The new technique dubbed the “optoelectronic tweezer” combines a relatively low intensity light source with photo electricity to allow scientists to literally corral the cells they want to study, and could have major medical implications.
“Our design has a strong practical advantage in that, unlike optical tweezers, a simple light source such as a light-emitting diode … is powerful enough,” said Pei Yu Chiou, part of the team led by Ming Wu at the University of California, Berkeley.
The new technique, reported in the science journal Nature, could be used to quickly isolate and study foetal cells in a mother’s blood sample or separate abnormally shaped organisms from healthy ones.

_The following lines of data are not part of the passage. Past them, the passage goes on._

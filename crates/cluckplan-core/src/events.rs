use chrono::{DateTime, Utc};
use serde::{Deserialize, Serialize};

use crate::game::Theme;
use crate::stats::Rollover;

/// Every state change in the store produces an Event.
/// Front ends subscribe to re-render; nothing here depends on a UI toolkit.
#[derive(Debug, Clone, PartialEq, Serialize, Deserialize)]
#[serde(tag = "type")]
pub enum Event {
    TaskAdded {
        task_id: String,
        at: DateTime<Utc>,
    },
    TaskToggled {
        task_id: String,
        completed: bool,
        /// Signed feather change requested by the reward rules.
        feathers: i64,
        at: DateTime<Utc>,
    },
    TaskDeleted {
        task_id: String,
        was_completed: bool,
        at: DateTime<Utc>,
    },
    FocusSessionAdded {
        session_id: String,
        at: DateTime<Utc>,
    },
    FocusSessionStarted {
        session_id: String,
        at: DateTime<Utc>,
    },
    FocusSessionCompleted {
        session_id: String,
        actual_secs: u64,
        feathers: u32,
        at: DateTime<Utc>,
    },
    FocusSessionDeleted {
        session_id: String,
        at: DateTime<Utc>,
    },
    GameScoreRecorded {
        score: u32,
        feathers: u32,
        new_best: bool,
        at: DateTime<Utc>,
    },
    ThemePurchased {
        theme: Theme,
        cost: u32,
        at: DateTime<Utc>,
    },
    ProgressReset {
        at: DateTime<Utc>,
    },
    DayRolledOver {
        rollover: Rollover,
        at: DateTime<Utc>,
    },
    /// A save failed. State in memory is intact; the next mutation retries.
    PersistenceFailed {
        message: String,
        at: DateTime<Utc>,
    },
}
//! Core error types for cluckplan-core.
//!
//! Nothing in the core is fatal. Persistence problems are reported as
//! warnings by the store; the variants here cover caller mistakes
//! (unknown ids, invalid transitions) and infrastructure failures surfaced
//! by the storage and config layers.

use std::path::PathBuf;
use thiserror::Error;

/// Core error type for cluckplan-core.
#[derive(Error, Debug)]
pub enum CoreError {
    /// Storage-related errors
    #[error("Storage error: {0}")]
    Storage(#[from] StorageError),

    /// Configuration-related errors
    #[error("Configuration error: {0}")]
    Config(#[from] ConfigError),

    /// Mutation by identity did not match any record
    #[error("{kind} not found: {id}")]
    NotFound { kind: &'static str, id: String },

    /// A different focus session is already running
    #[error("Focus session {active_id} is already active")]
    SessionAlreadyActive { active_id: String },

    /// The record exists but cannot make the requested transition
    #[error("Invalid transition for {id}: {reason}")]
    InvalidTransition { id: String, reason: String },
}

impl CoreError {
    pub(crate) fn not_found(kind: &'static str, id: &str) -> Self {
        CoreError::NotFound {
            kind,
            id: id.to_string(),
        }
    }
}

/// Storage-specific errors.
#[derive(Error, Debug)]
pub enum StorageError {
    /// Failed to open database connection
    #[error("Failed to open database at {path}: {source}")]
    OpenFailed {
        path: PathBuf,
        #[source]
        source: rusqlite::Error,
    },

    /// Query execution failed
    #[error("Query failed: {0}")]
    QueryFailed(String),

    /// Database is locked
    #[error("Database is locked")]
    Locked,

    /// Data directory could not be resolved or created
    #[error("Data directory unavailable: {0}")]
    DataDir(String),

    /// Aggregate could not be encoded
    #[error("Failed to encode '{key}': {message}")]
    Encode { key: String, message: String },

    /// Stored entry could not be decoded
    #[error("Failed to decode '{key}': {message}")]
    Decode { key: String, message: String },

    /// Stored entry was written by a newer schema
    #[error("Unsupported schema version {found} for '{key}' (max {supported})")]
    UnsupportedVersion {
        key: String,
        found: u32,
        supported: u32,
    },
}

/// Configuration-specific errors.
#[derive(Error, Debug)]
pub enum ConfigError {
    /// Failed to load configuration
    #[error("Failed to load configuration from {path}: {message}")]
    LoadFailed { path: PathBuf, message: String },

    /// Failed to save configuration
    #[error("Failed to save configuration to {path}: {message}")]
    SaveFailed { path: PathBuf, message: String },

    /// Unknown configuration key
    #[error("Unknown configuration key: {0}")]
    UnknownKey(String),

    /// Invalid configuration value
    #[error("Invalid configuration value for '{key}': {message}")]
    InvalidValue { key: String, message: String },
}

impl From<rusqlite::Error> for StorageError {
    fn from(err: rusqlite::Error) -> Self {
        match &err {
            rusqlite::Error::SqliteFailure(e, _msg) => {
                if e.code == rusqlite::ErrorCode::DatabaseLocked
                    || e.code == rusqlite::ErrorCode::DatabaseBusy
                {
                    StorageError::Locked
                } else {
                    StorageError::QueryFailed(err.to_string())
                }
            }
            _ => StorageError::QueryFailed(err.to_string()),
        }
    }
}

/// Result type alias for CoreError
pub type Result<T, E = CoreError> = std::result::Result<T, E>;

As opposed to optical tweezers which use lazer beams to round up cells, the low intensity light source which uses 100,000 times less power than that needed for a lazer makes sure there is no risk of damage to neighboring cells.
Currently the process is manual and time-consuming, involving a technician finding the cell of interest under a microscope and literally cutting out the piece of the slide where it is.
The new process, which works on the same basis as a photocopier by attracting the wanted cells to a specific spot, can not only isolate large numbers very quickly but could in future be linked to a computer and automated.
A batch of cells are sandwiched between a piece of glass and a photoconductive surface and a beam of light is played across the surface.
Depending on the properties of the cells being studied — for example dead and living cells have different conductivity — the cells will either be attracted to or repelled by the light, making it easy for scientists to move them where they want to.
In one experiment, the Berkeley team produced a grid of 15,000 traps each containing one particle in a grid measuring just 1.3 by 1.0 millimeters.
So flexible is the technique that the scientists can sort the particles into different patterns and different sizes almost at the flick of a switch for ease of study.